Laura Marcus is Goldsmiths’ Professor of English Literature at the University of Oxford. She was previously Regius Professor of Rhetoric and Literature at the University of Edinburgh. Her research and teaching interests are in nineteenth-, twentieth-, and twenty-first century literature and culture, with particular focus on modernism, Virginia Woolf and Bloomsbury culture, life writing, literature and film, the history of psychoanalysis, and contemporary fiction. She is the author of several books, including The Tenth Muse: Writing about Cinema in the Modernist Period (2007) and the forthcoming books Dreams of Modernity: Literature, Psychoanalysis, Cinema (2014) and Autobiography: A Very Short Introduction (2014).

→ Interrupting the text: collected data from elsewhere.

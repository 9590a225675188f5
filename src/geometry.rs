//! Mapping grid spans onto pixel rectangles.
//!
//! The work area is shrunk by the outer padding, split into rows of equal
//! height, and each row into equally wide cells, with the inner padding
//! between neighbors. All arithmetic stays in `f64` until the final rect
//! so that rounding errors do not accumulate across cells.

use crate::catalog::GridPreset;
use crate::command::Rect;
use crate::span;

/// Gaps around and between tiles, in pixels.
#[derive(Debug, Clone, Copy, PartialEq, Eq)]
pub struct Padding {
    /// Gap between adjacent tiles.
    pub inner: i32,
    /// Gap between tiles and the work-area border.
    pub outer: i32,
}

/// Pixel rectangle for a span of `preset` cells inside `work_area`.
///
/// Cell width is derived from the anchor row's column count, so on
/// presets with unequal rows a span keeps its anchor row's cell width
/// even where it overlaps a differently divided row. An out-of-range
/// `index` maps to the origin cell.
pub fn span_rect(
    work_area: Rect,
    preset: &GridPreset,
    index: usize,
    row_span: usize,
    col_span: usize,
    padding: Padding,
) -> Rect {
    let (row, col) = span::cell_to_row_col(preset, index).unwrap_or((0, 0));

    let inner = padding.inner as f64;
    let outer = padding.outer as f64;
    let rows = preset.rows_count() as f64;
    let cols = preset.rows[row] as f64;

    let avail_w = work_area.width as f64 - 2.0 * outer;
    let avail_h = work_area.height as f64 - 2.0 * outer;
    let cell_w = (avail_w - (cols - 1.0) * inner) / cols;
    let cell_h = (avail_h - (rows - 1.0) * inner) / rows;

    let x = work_area.x as f64 + outer + col as f64 * (cell_w + inner);
    let y = work_area.y as f64 + outer + row as f64 * (cell_h + inner);
    let width = cell_w * col_span as f64 + inner * (col_span as f64 - 1.0);
    let height = cell_h * row_span as f64 + inner * (row_span as f64 - 1.0);

    Rect {
        x: x.round() as i32,
        y: y.round() as i32,
        width: width.round() as i32,
        height: height.round() as i32,
    }
}
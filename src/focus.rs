//! Picking the spatially nearest window in a direction.

use crate::command::{Direction, Rect, WindowId, WindowInfo};

/// Minimum center displacement along the direction's axis for a window
/// to count as lying in that direction. Filters out windows that only
/// jitter around the current one's axis position.
const DIRECTION_THRESHOLD: f64 = 10.0;

/// The nearest window whose center lies in `direction` from the current
/// window's center, by Euclidean center distance. Equal distances keep
/// the first candidate in list order. `None` when no window qualifies.
pub fn select_neighbor<'a>(
    windows: &'a [WindowInfo],
    current: WindowId,
    current_frame: Rect,
    direction: Direction,
) -> Option<&'a WindowInfo> {
    let (cx, cy) = current_frame.center();

    windows
        .iter()
        .filter(|w| w.id != current)
        .filter_map(|w| {
            let (wx, wy) = w.frame.center();
            let (dx, dy) = (wx - cx, wy - cy);
            let valid = match direction {
                Direction::Left => dx < -DIRECTION_THRESHOLD,
                Direction::Right => dx > DIRECTION_THRESHOLD,
                Direction::Up => dy < -DIRECTION_THRESHOLD,
                Direction::Down => dy > DIRECTION_THRESHOLD,
            };
            // Squared distance orders the same as the distance itself.
            valid.then_some((w, dx * dx + dy * dy))
        })
        // A strict comparison keeps the first candidate on ties, which
        // makes the pick stable but list-order dependent.
        .fold(None::<(&WindowInfo, f64)>, |best, cand| match best {
            Some(b) if b.1 <= cand.1 => Some(b),
            _ => Some(cand),
        })
        .map(|(w, _)| w)
}
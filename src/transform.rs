//! Directional move / expand / shrink steps over a grid preset.
//!
//! A transform takes a window's [`TilingState`], decodes the anchor cell
//! into row/column coordinates, applies one step in the requested
//! direction, and re-encodes. Steps that would leave the grid or shrink a
//! span below one cell leave the state unchanged; the caller still
//! re-applies the (possibly identical) tile, which snaps a drifted window
//! back onto it.

use crate::catalog;
use crate::command::{Action, Direction};
use crate::span;
use crate::state::TilingState;

/// Apply one move / expand / shrink step to `state`.
///
/// Move shifts the anchor by one cell. Expand grows the span by one row
/// or column toward the direction (left/up also pull the anchor along so
/// the far edge stays put). Shrink drops one row or column: shrink-left
/// gives up the rightmost column, shrink-right the leftmost (anchor
/// shifts right), and vertically alike.
///
/// An out-of-range anchor index decodes to the origin cell, and an
/// unknown preset key is resolved to the default preset before stepping;
/// the returned state carries the resolved key.
pub fn transform(state: &TilingState, action: Action, direction: Direction) -> TilingState {
    let (key, preset) = catalog::get_or_default(&state.preset_key);
    let rows = preset.rows;
    let rows_count = preset.rows_count();

    let (mut row, mut col) = span::cell_to_row_col(preset, state.index).unwrap_or((0, 0));
    let mut row_span = state.row_span;
    let mut col_span = state.col_span;

    match action {
        Action::Move => match direction {
            Direction::Left if col > 0 => col -= 1,
            Direction::Right if col + col_span < rows[row] => col += 1,
            Direction::Up if row > 0 => row -= 1,
            Direction::Down if row + row_span < rows_count => row += 1,
            _ => {}
        },
        Action::Expand => match direction {
            Direction::Left if col > 0 => {
                col -= 1;
                col_span += 1;
            }
            Direction::Right if col + col_span < rows[row] => col_span += 1,
            Direction::Up if row > 0 => {
                row -= 1;
                row_span += 1;
            }
            Direction::Down if row + row_span < rows_count => row_span += 1,
            _ => {}
        },
        Action::Shrink => match direction {
            Direction::Left if col_span > 1 => col_span -= 1,
            Direction::Right if col_span > 1 => {
                col += 1;
                col_span -= 1;
            }
            Direction::Up if row_span > 1 => row_span -= 1,
            Direction::Down if row_span > 1 => {
                row += 1;
                row_span -= 1;
            }
            _ => {}
        },
    }

    TilingState {
        preset_key: key.to_string(),
        index: span::row_col_to_cell(preset, row, col),
        row_span,
        col_span,
    }
}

Ankhi Mukherjee is Associate Professor of English at the University of Oxford. She was previously a British Academy Postdoctoral Research Fellow at the Faculty of English. Her research interests include nineteenth-, twentieth-, and twenty-first century British, Anglophone, and world literatures, with particular focus on critical and cultural theory, intellectual history, the novel, postcolonial studies, and psychoanalysis. She is the author of What is a Classic? Postcolonial Rewriting and Invention of the Canon (2013) and Aesthetic Hysteria: The Great Neurosis in Victorian Melodrama and Contemporary Fiction (2007).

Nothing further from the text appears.